If you use a brass or coated rod then this shouldn't be an issue. I have used Dewey brass rods for years and that hasn't been issue. I use to use coated rods, but sometimes the coating would get rubbed enough to expose the portion of the rod.

As far as the issue with the felt pellets Don Nygord advised me when he was alive not to use them because they would foul the regulator system.

Posted: Thu Apr 07, 2011 6:26 am
by timinder
I'm not saying that anyone's wrong herre. but surely if you've got a 1-200 bar blast of air coming OUT of the regulator/valve, you aren't likely to get many fibres going INTO it? (regardless of how effective or not felt is at cleaning the barrel)

Posted: Thu Apr 07, 2011 11:09 am
by randy1952
timinder wrote:I'm not saying that anyone's wrong herre. but surely if you've got a 1-200 bar blast of air coming OUT of the regulator/valve, you aren't likely to get many fibres going INTO it? (regardless of how effective or not felt is at cleaning the barrel)
Don was the first repair person to tell and there have been two other people that routinely repair airguns that have told me the same thing. The other things mentioned above about the fiber pellets not doing a good cleaning job is also correct. You can prove this yourself by running a cleaning patch down the barrel with some cleaning solvent (non-petro based). The 10 Ring service person would tell me when he was alive that if you use a petro based solvent just be careful to cover the air holes and O Rings that may get exposed to the chemical and wipe the breach down of any excess solvent. He was also one other repair person that recommended not to use the felt pellets if no other reason in that they don't do a good job of cleaning the barrel.
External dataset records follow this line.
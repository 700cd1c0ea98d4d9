//! Human-friendly duration parsing and formatting for config and logs.

use std::time::Duration;

use anyhow::{bail, Result};

/// Suffix to milliseconds multiplier (order matters: longer suffixes first)
const UNITS: &[(&str, f64)] = &[
    ("ms", 1.0),
    ("s", 1_000.0),
    ("m", 60_000.0),
];

/// Parse duration strings like "3s", "500ms", "1.5m"
pub fn parse_duration(s: &str) -> Result<Duration> {
    let s = s.trim();

    for (suffix, multiplier) in UNITS {
        if let Some(val_str) = s.strip_suffix(suffix) {
            let val: f64 = val_str.trim().parse()?;
            if val < 0.0 {
                bail!("duration cannot be negative: {}", s);
            }
            return Ok(Duration::from_millis((val * multiplier) as u64));
        }
    }

    bail!("unknown duration format: {} (expected e.g. \"3s\", \"500ms\")", s)
}

/// Format a duration for display
pub fn format_duration(d: Duration) -> String {
    let millis = d.as_millis();
    if millis < 1_000 {
        format!("{}ms", millis)
    } else if millis < 60_000 {
        format!("{:.1}s", d.as_secs_f64())
    } else {
        format!("{:.1}m", d.as_secs_f64() / 60.0)
    }
}

#[cfg(test)]
mod tests {
    use super::*;

    #[test]
    fn parse_seconds() {
        assert_eq!(parse_duration("3s").unwrap(), Duration::from_secs(3));
        assert_eq!(parse_duration("1.5s").unwrap(), Duration::from_millis(1500));
    }

    #[test]
    fn parse_milliseconds() {
        assert_eq!(parse_duration("500ms").unwrap(), Duration::from_millis(500));
    }

    #[test]
    fn parse_minutes() {
        assert_eq!(parse_duration("2m").unwrap(), Duration::from_secs(120));
    }

    #[test]
    fn parse_tolerates_whitespace() {
        assert_eq!(parse_duration(" 10s ").unwrap(), Duration::from_secs(10));
    }

    #[test]
    fn parse_rejects_bare_number() {
        assert!(parse_duration("10").is_err());
    }

    #[test]
    fn parse_rejects_negative() {
        assert!(parse_duration("-3s").is_err());
    }

    #[test]
    fn format_picks_natural_unit() {
        assert_eq!(format_duration(Duration::from_millis(250)), "250ms");
        assert_eq!(format_duration(Duration::from_secs(12)), "12.0s");
        assert_eq!(format_duration(Duration::from_secs(90)), "1.5m");
    }
}
//! # pulsegate-session
//!
//! The exposure-session controller: watches the live heart-rate signal for
//! sustained distress, switches to calming content, and resumes the
//! interrupted content once the subject has recovered.
//!
//! The state machine lives in [`controller`]; the content collaborator seam
//! is the [`Intervention`] trait. [`session::Session`] wires the controller
//! to the `pulsegate-ingest` pipeline and drives everything from one tick
//! loop.

pub mod config;
pub mod content;
pub mod controller;
pub mod duration;
pub mod intervention;
pub mod session;

pub use config::SessionConfig;
pub use content::ContentDirector;
pub use controller::DistressController;
pub use intervention::{Intervention, NoopIntervention};
pub use session::Session;
//! Distress detection and intervention state machine.
//!
//! Two phases: monitoring and intervening. Elevation must be continuous,
//! not cumulative: a single sample at or below the trigger threshold resets
//! the sustained-elevation timer. Recovery is hysteretic - it completes at a
//! lower threshold than the one that triggered, and never before the
//! cool-down floor has elapsed.

use std::time::{Duration, Instant};

use tracing::{debug, info};

use pulsegate_types::{Bpm, Phase, Thresholds};

use crate::intervention::Intervention;

/// One intervention, from trigger to resume.
#[derive(Debug, Clone, Copy)]
pub struct Episode {
    /// When the intervention began.
    pub started: Instant,
    /// When prior content was resumed; `None` while still intervening.
    pub resumed: Option<Instant>,
}

impl Episode {
    /// Trigger-to-resume duration, once the episode has completed.
    pub fn duration(&self) -> Option<Duration> {
        self.resumed.map(|r| r.duration_since(self.started))
    }
}

/// The session's distress state machine.
///
/// Fed each dispatched sample via [`on_sample`](DistressController::on_sample)
/// and polled once per scheduling tick via
/// [`poll_recovery`](DistressController::poll_recovery). All state lives here
/// and is mutated only through `&mut self`; the dispatcher only delivers
/// read-only sample values.
///
/// Timestamps are passed in rather than read from the clock so transitions
/// are deterministic under test.
pub struct DistressController {
    thresholds: Thresholds,
    intervention: Box<dyn Intervention>,
    phase: Phase,
    above_since: Option<Instant>,
    can_trigger: bool,
    floor_deadline: Option<Instant>,
    episodes: Vec<Episode>,
}

impl DistressController {
    /// Create a controller in the monitoring phase.
    ///
    /// `thresholds` should have been validated by the caller; the controller
    /// honors whatever gap it is given.
    pub fn new(thresholds: Thresholds, intervention: Box<dyn Intervention>) -> Self {
        Self {
            thresholds,
            intervention,
            phase: Phase::Monitoring,
            above_since: None,
            can_trigger: true,
            floor_deadline: None,
            episodes: Vec::new(),
        }
    }

    /// Current phase.
    pub fn phase(&self) -> Phase {
        self.phase
    }

    /// Completed and in-flight episodes, oldest first.
    pub fn episodes(&self) -> &[Episode] {
        &self.episodes
    }

    /// Feed one dispatched sample.
    ///
    /// Called synchronously from the dispatcher fan-out. While intervening
    /// (or while re-triggering is suppressed) samples are observed but do not
    /// drive transitions.
    pub fn on_sample(&mut self, bpm: Bpm, now: Instant) {
        if self.phase == Phase::Intervening || !self.can_trigger {
            return;
        }

        if bpm > self.thresholds.trigger {
            let since = *self.above_since.get_or_insert(now);
            if now.duration_since(since) >= self.thresholds.sustain {
                self.trigger_intervention(now);
            }
        } else {
            // Elevation must be continuous; any sample at or below the
            // trigger threshold restarts the window.
            if self.above_since.take().is_some() {
                debug!(%bpm, "elevation ended before sustain window");
            }
        }
    }

    /// Advance the recovery wait by one scheduling tick.
    ///
    /// `reading` is the dispatcher's last known value. Does nothing while
    /// monitoring. During an intervention: waits out the cool-down floor
    /// unconditionally, then completes recovery once the reading is at or
    /// below the recovery threshold. There is no timeout - if the signal
    /// never recovers, the wait persists for the life of the session.
    pub fn poll_recovery(&mut self, reading: Option<Bpm>, now: Instant) {
        if self.phase != Phase::Intervening {
            return;
        }
        let Some(deadline) = self.floor_deadline else {
            return;
        };
        if now < deadline {
            return;
        }

        match reading {
            Some(bpm) if bpm <= self.thresholds.recovery => self.complete_recovery(now),
            _ => {}
        }
    }

    fn trigger_intervention(&mut self, now: Instant) {
        // Phase guard and flag are checked together; redundant with the
        // caller's guard but kept as the authoritative pair.
        if self.phase == Phase::Intervening || !self.can_trigger {
            return;
        }

        info!(
            sustained = ?self.thresholds.sustain,
            trigger = %self.thresholds.trigger,
            "sustained elevation detected, beginning intervention"
        );

        self.intervention.begin_intervention();
        self.phase = Phase::Intervening;
        self.can_trigger = false;
        self.floor_deadline = Some(now + self.thresholds.cooldown_floor);
        self.episodes.push(Episode {
            started: now,
            resumed: None,
        });
    }

    fn complete_recovery(&mut self, now: Instant) {
        info!(recovery = %self.thresholds.recovery, "recovery complete, resuming prior content");

        self.intervention.resume_prior_content();
        self.phase = Phase::Monitoring;
        self.above_since = None;
        self.can_trigger = true;
        self.floor_deadline = None;
        if let Some(episode) = self.episodes.last_mut() {
            episode.resumed = Some(now);
        }
    }
}

impl std::fmt::Debug for DistressController {
    fn fmt(&self, f: &mut std::fmt::Formatter<'_>) -> std::fmt::Result {
        f.debug_struct("DistressController")
            .field("phase", &self.phase)
            .field("above_since", &self.above_since)
            .field("can_trigger", &self.can_trigger)
            .field("episodes", &self.episodes.len())
            .finish()
    }
}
Posted: Thu Apr 07, 2011 11:51 am
by peterz
The other things mentioned above about the fiber pellets not doing a good cleaning job is also correct.
So how do you account for Steyr's advice? Are their barrels somehow different -- different material or special coatings or what?

Advice

Posted: Thu Apr 07, 2011 12:09 pm
by randy1952
peterz wrote:
The other things mentioned above about the fiber pellets not doing a good cleaning job is also correct.
So how do you account for Steyr's advice? Are their barrels somehow different -- different material or special coatings or what?
I have no idea why there different other then that is what they have printed in there manuals years ago and haven't bothered to change them and I doubt that there barrels are anymore special then their competitors. I am not a technical expert on how to fix these guns, so all I am saying is that I would take the advice of someone who has been fixing these guns for many years after all they have a chance of seeing the internal workings of these guns after people have using them over the years and in the case of 10 Ring he showed us pictures from a bore scope of barrels that get a good cleaning and ones that aren't. This is just my opinion and experience and like anything else everybody is free to develop your own.